Improve the Accuracy of Short-Term Forecasting Algorithms by Standardized Load Profile and Support Regression Vector: Case study Vietnam

Improve the Accuracy of Short-Term Forecasting Algorithms by Standardized Load Profile and Support Regression Vector: Case study Vietnam

Volume 4, Issue 5, Page No 243-249, 2019

Author’s Name: Nguyen Tuan Dung1,a), Nguyen Thanh Phuong2

View Affiliations

1Ho Chi Minh Power Company (EVNHCMC), Vietnam
2Ho Chi Minh Ho Chi Minh University of Technology (Hutech), Vietnam

a)Author to whom correspondence should be addressed. E-mail: jrmsbt@hotmail.com

Adv. Sci. Technol. Eng. Syst.
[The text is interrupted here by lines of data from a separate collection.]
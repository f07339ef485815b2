use crate::models::{ParsedSections, Section};
use regex::Regex;
use std::sync::OnceLock;

pub const DEFAULT_CONFIDENCE: u8 = 95;

/// Splits a tagged answer into its sections.
///
/// Only the first occurrence of each tag counts. Sections are cut at the next
/// found tag in text order, so tag order in the answer does not matter.
pub fn parse_sections(text: &str) -> ParsedSections {
    let mut positions: Vec<(usize, Section)> = Section::ALL
        .iter()
        .filter_map(|&section| text.find(section.literal()).map(|idx| (idx, section)))
        .collect();
    positions.sort();

    let mut sections = ParsedSections::default();
    for (i, &(start, section)) in positions.iter().enumerate() {
        let content_start = start + section.literal().len();
        let end = positions
            .get(i + 1)
            .map(|&(next, _)| next)
            .unwrap_or(text.len());
        sections.insert(section, text[content_start..end].trim().to_string());
    }
    sections
}

/// One entry per non-empty line. Leading bullet markers and dashes at either
/// end are removed.
pub fn to_lines(section: &str) -> Vec<String> {
    section
        .lines()
        .map(|line| {
            line.trim_start_matches(|c: char| c == '-' || c == '*' || c == '•' || c.is_whitespace())
                .trim_end_matches(|c: char| c == '-' || c.is_whitespace())
                .to_string()
        })
        .filter(|line| !line.is_empty())
        .collect()
}

fn digit_run() -> &'static Regex {
    static DIGITS: OnceLock<Regex> = OnceLock::new();
    DIGITS.get_or_init(|| Regex::new(r"[0-9]+").expect("static regex"))
}

/// First run of digits in the section, capped at 100. No digits: [`DEFAULT_CONFIDENCE`].
pub fn extract_confidence(section: &str) -> u8 {
    match digit_run().find(section) {
        Some(m) => {
            let value = m.as_str().parse::<u64>().unwrap_or(u64::MAX);
            value.min(100) as u8
        }
        None => DEFAULT_CONFIDENCE,
    }
}
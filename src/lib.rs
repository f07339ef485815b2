pub mod config;
pub mod error;
pub mod models;
pub mod pipeline;
pub mod reputation;

pub use config::{Settings, SourcePolicy};
pub use error::VerifyError;
pub use models::VerificationResult;
pub use pipeline::VerificationOrchestrator;
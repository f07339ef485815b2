use crate::config::SourcePolicy;
use crate::error::VerifyError;
use crate::models::{ParsedSections, Section, Status, TrendPoint, VerificationResult};
use crate::pipeline::aggregate::{Aggregate, EvidenceAggregator};
use crate::pipeline::bias::{BiasStrategy, LiveAnswerBias};
use crate::pipeline::dispatch::RetrievalDispatcher;
use crate::pipeline::parse::{extract_confidence, parse_sections, to_lines, DEFAULT_CONFIDENCE};
use crate::pipeline::prompt::{system_instruction, user_content};
use crate::pipeline::traits::{Generator, SearchClient};
use chrono::{Duration as ChronoDuration, Local, NaiveDate};
use std::sync::Arc;
use std::time::Duration;
use tracing::{debug, info, info_span, warn, Instrument};
use uuid::Uuid;

pub const SUMMARY_MISSING: &str = "Summary unavailable.";
pub const SUMMARY_EMPTY: &str = "Consensus summary verified.";
pub const COUNTER_MISSING: &str = "No alternative view found.";
pub const COUNTER_EMPTY: &str = "No significant alternative perspective found.";
pub const LOGIC_DEFAULT: &str = "Audit complete.";

/// Runs one query through retrieval, generation and parsing.
///
/// DISPATCH -> AGGREGATE -> GENERATE -> PARSE -> EXTRACT -> ASSEMBLE. A failure
/// at any step discards the run and yields [`VerificationResult::fail_safe`].
pub struct VerificationOrchestrator<S, G>
where
    S: SearchClient,
    G: Generator,
{
    dispatcher: RetrievalDispatcher<S>,
    aggregator: EvidenceAggregator,
    generator: G,
    generation_timeout: Duration,
}

impl<S, G> VerificationOrchestrator<S, G>
where
    S: SearchClient,
    G: Generator,
{
    pub fn new(
        search: S,
        generator: G,
        policy: Arc<SourcePolicy>,
        generation_timeout: Duration,
    ) -> Self {
        Self {
            dispatcher: RetrievalDispatcher::new(search, Arc::clone(&policy)),
            aggregator: EvidenceAggregator::new(policy),
            generator,
            generation_timeout,
        }
    }

    /// Always returns a well-formed result; errors end up in the summary.
    pub async fn verify(&self, query: &str) -> VerificationResult {
        let span = info_span!("verify", run_id = %Uuid::new_v4());
        async {
            match self.try_verify(query).await {
                Ok(result) => result,
                Err(e) => {
                    let message = format!("{e:#}");
                    warn!(error = %message, "fail-safe verdict");
                    VerificationResult::fail_safe(&message)
                }
            }
        }
        .instrument(span)
        .await
    }

    /// Same pipeline without the fail-safe, for callers that want the error.
    pub async fn try_verify(&self, query: &str) -> Result<VerificationResult, VerifyError> {
        info!(query, "audit start");

        let hits = self.dispatcher.dispatch(query).await?;
        let aggregate = self.aggregator.aggregate(&hits);
        debug!(
            golden = aggregate.audit.golden_count,
            consensus = aggregate.audit.consensus_count,
            raw = aggregate.audit.raw_count,
            "sources ranked"
        );

        let raw_answer = self.generate(query, &aggregate).await?;
        let sections = parse_sections(&raw_answer);
        debug!(sections = sections.len(), "answer parsed");

        let bias_score = LiveAnswerBias.score(&raw_answer);
        let result = assemble(&sections, bias_score, aggregate, Local::now().date_naive());
        info!(
            certainty = result.certainty,
            sources = result.sources.len(),
            "audit complete"
        );
        Ok(result)
    }

    async fn generate(&self, query: &str, aggregate: &Aggregate) -> Result<String, VerifyError> {
        let system = system_instruction();
        let user = user_content(
            query,
            &aggregate.consensus_context,
            &aggregate.alternative_context,
        );
        match tokio::time::timeout(
            self.generation_timeout,
            self.generator.generate(&system, &user),
        )
        .await
        {
            Ok(answer) => Ok(answer?),
            Err(_) => Err(VerifyError::Timeout(self.generation_timeout)),
        }
    }
}

fn section_or(sections: &ParsedSections, section: Section, missing: &str, empty: &str) -> String {
    match sections.get(section) {
        None => missing.to_string(),
        Some("") => empty.to_string(),
        Some(text) => text.to_string(),
    }
}

pub fn assemble(
    sections: &ParsedSections,
    bias_score: f64,
    aggregate: Aggregate,
    today: NaiveDate,
) -> VerificationResult {
    VerificationResult {
        status: Status::Success,
        summary: section_or(sections, Section::Summary, SUMMARY_MISSING, SUMMARY_EMPTY),
        counter_summary: section_or(
            sections,
            Section::CounterSummary,
            COUNTER_MISSING,
            COUNTER_EMPTY,
        ),
        clarifications: sections
            .get(Section::Clarification)
            .map(to_lines)
            .unwrap_or_default(),
        audit_history: sections.get(Section::Audit).map(to_lines).unwrap_or_default(),
        logic_audit: section_or(sections, Section::LogicAudit, LOGIC_DEFAULT, LOGIC_DEFAULT),
        certainty: sections
            .get(Section::Confidence)
            .map(extract_confidence)
            .unwrap_or(DEFAULT_CONFIDENCE),
        bias_score,
        verification_audit: aggregate.audit,
        trend_history: trend_history(today),
        sources: aggregate.sources,
    }
}

/// Seven synthetic points ending at `today`. Placeholder data for the UI chart,
/// not derived from retrieval.
pub fn trend_history(today: NaiveDate) -> Vec<TrendPoint> {
    (0..7u32)
        .rev()
        .map(|days_back| TrendPoint {
            date: (today - ChronoDuration::days(i64::from(days_back)))
                .format("%b %d")
                .to_string(),
            volume: 10 + (days_back * 7) % 30,
        })
        .collect()
}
J. 4(5), 243-249 (2019); a  DOI: 10.25046/aj040530

Keywords: Short-term load forecast, Regression model, Standardized Load Profile, Support Vector Regression

Share
269 Downloads

Export Citations

Short-term load forecasting (STLF) plays an important role in building business strategies, ensuring reliability and safe operation for any electrical system. There are many different methods, including: regression models, time series, neural networks, expert systems, fuzzy logic, machine learning and statistical algorithms used for short-term forecasts. However, the practical requirement is how to minimize the forecast errors to prevent power shortages or wastage in the electricity market and limit risks.
The paper proposes a method of short-term load forecasting by constructing a Standardized Load Profile (SLP) based on the past electrical load data, combining machine learning algorithms Support Regression Vector (SVR) to improve the accuracy of short-term forecasting algorithms.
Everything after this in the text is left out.